[Opening Record extracts section]
use std::path::{Path, PathBuf};
use std::time::Duration;

use async_trait::async_trait;
use serde::{Deserialize, Serialize};
use tokio_util::sync::CancellationToken;

use crate::files::{FileTrackError, FileTracker};
use crate::ids::{AgentId, SessionId};
use crate::session::{SessionMode, TodoList};

/// Whether a tool may overlap with other calls in the same batch.
#[derive(Clone, Copy, Debug, PartialEq, Eq, Serialize, Deserialize)]
#[serde(rename_all = "snake_case")]
pub enum ConcurrencyPolicy {
    /// Runs alone: never overlaps any other call.
    Serial,
    /// May run alongside other concurrent calls, up to the dispatcher's fan-out limit.
    Concurrent,
}

/// Context available to tools during execution.
#[derive(Clone, Debug)]
pub struct ToolContext {
    pub session_id: SessionId,
    pub agent_id: AgentId,
    pub parent_agent_id: Option<AgentId>,
    pub working_directory: PathBuf,
    pub mode: SessionMode,
    pub files: FileTracker,
    pub todos: TodoList,
    /// Fires on user cancellation or when the invocation exceeds its timeout.
    pub abort_signal: CancellationToken,
}

impl ToolContext {
    /// Resolve a tool-supplied path against the working directory.
    pub fn resolve_path(&self, path: &str) -> PathBuf {
        let p = Path::new(path);
        if p.is_absolute() {
            p.to_path_buf()
        } else {
            self.working_directory.join(p)
        }
    }
}

/// Structured outcome a tool reports alongside its text output.
#[derive(Clone, Debug, PartialEq, Serialize, Deserialize)]
#[serde(tag = "type", rename_all = "snake_case")]
pub enum SideEffect {
    FileChanged { path: PathBuf, diff: String },
    TodosUpdated { count: usize },
    PlanModeEntered,
    PlanSubmitted { plan: String },
}

/// Result returned by a tool execution.
#[derive(Clone, Debug, Serialize, Deserialize)]
pub struct ToolResult {
    pub content: String,
    pub is_error: bool,
    #[serde(with = "duration_ms")]
    pub duration: Duration,
    #[serde(default, skip_serializing_if = "Option::is_none")]
    pub side_effect: Option<SideEffect>,
    #[serde(default)]
    pub truncated: bool,
}

impl ToolResult {
    pub fn success(content: impl Into<String>, duration: Duration) -> Self {
        Self {
            content: content.into(),
            is_error: false,
            duration,
            side_effect: None,
            truncated: false,
        }
    }

    pub fn error(content: impl Into<String>, duration: Duration) -> Self {
        Self {
            content: content.into(),
            is_error: true,
            duration,
            side_effect: None,
            truncated: false,
        }
    }

    pub fn with_side_effect(mut self, effect: SideEffect) -> Self {
        self.side_effect = Some(effect);
        self
    }
}

/// Tool definition sent to the model as part of the context.
#[derive(Clone, Debug, PartialEq, Serialize, Deserialize)]
pub struct ToolDefinition {
    pub name: String,
    pub description: String,
    pub parameters: serde_json::Value,
}

/// Trait implemented by each tool.
#[async_trait]
pub trait Tool: Send + Sync {
    fn name(&self) -> &str;
    fn description(&self) -> &str;
    fn parameters_schema(&self) -> serde_json::Value;

    /// Whether the tool mutates anything outside its own output.
    fn has_side_effects(&self) -> bool {
        true
    }

    /// Side-effecting tools are serial unless they say otherwise.
    fn concurrency_policy(&self) -> ConcurrencyPolicy {
        if self.has_side_effects() {
            ConcurrencyPolicy::Serial
        } else {
            ConcurrencyPolicy::Concurrent
        }
    }

    /// Whether the tool may run while the session is in plan mode.
    fn allowed_in_plan_mode(&self) -> bool {
        !self.has_side_effects()
    }

    async fn execute(
        &self,
        args: serde_json::Value,
        ctx: &ToolContext,
    ) -> Result<ToolResult, ToolError>;

    fn to_definition(&self) -> ToolDefinition {
        ToolDefinition {
            name: self.name().to_string(),
            description: self.description().to_string(),
            parameters: self.parameters_schema(),
        }
    }
}

#[derive(Debug, thiserror::Error)]
pub enum ToolError {
    #[error("invalid arguments: {0}")]
    InvalidArguments(String),
    #[error("execution failed: {0}")]
    ExecutionFailed(String),
    #[error(transparent)]
    FileTracker(#[from] FileTrackError),
    #[error("blocked: {0}")]
    Blocked(String),
    #[error("timeout after {0:?}")]
    Timeout(Duration),
    #[error("cancelled")]
    Cancelled,
}

/// Serde helper for Duration as milliseconds.
mod duration_ms {
    use serde::{Deserialize, Deserializer, Serializer};
    use std::time::Duration;

    pub fn serialize<S: Serializer>(d: &Duration, s: S) -> Result<S::Ok, S::Error> {
        s.serialize_u64(u64::try_from(d.as_millis()).unwrap_or(u64::MAX))
    }

    pub fn deserialize<'de, D: Deserializer<'de>>(d: D) -> Result<Duration, D::Error> {
        let ms = u64::deserialize(d)?;
        Ok(Duration::from_millis(ms))
    }
}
[Closing Record extracts section]
In the listing above, locate the line containing "exceeds its timeout." and the line containing "pub enum SideEffect". Transcribe those two lines and everything between them, exactly as written.

    /// Fires on user cancellation or when the invocation exceeds its timeout.
    pub abort_signal: CancellationToken,
}

impl ToolContext {
    /// Resolve a tool-supplied path against the working directory.
    pub fn resolve_path(&self, path: &str) -> PathBuf {
        let p = Path::new(path);
        if p.is_absolute() {
            p.to_path_buf()
        } else {
            self.working_directory.join(p)
        }
    }
}

/// Structured outcome a tool reports alongside its text output.
#[derive(Clone, Debug, PartialEq, Serialize, Deserialize)]
#[serde(tag = "type", rename_all = "snake_case")]
pub enum SideEffect {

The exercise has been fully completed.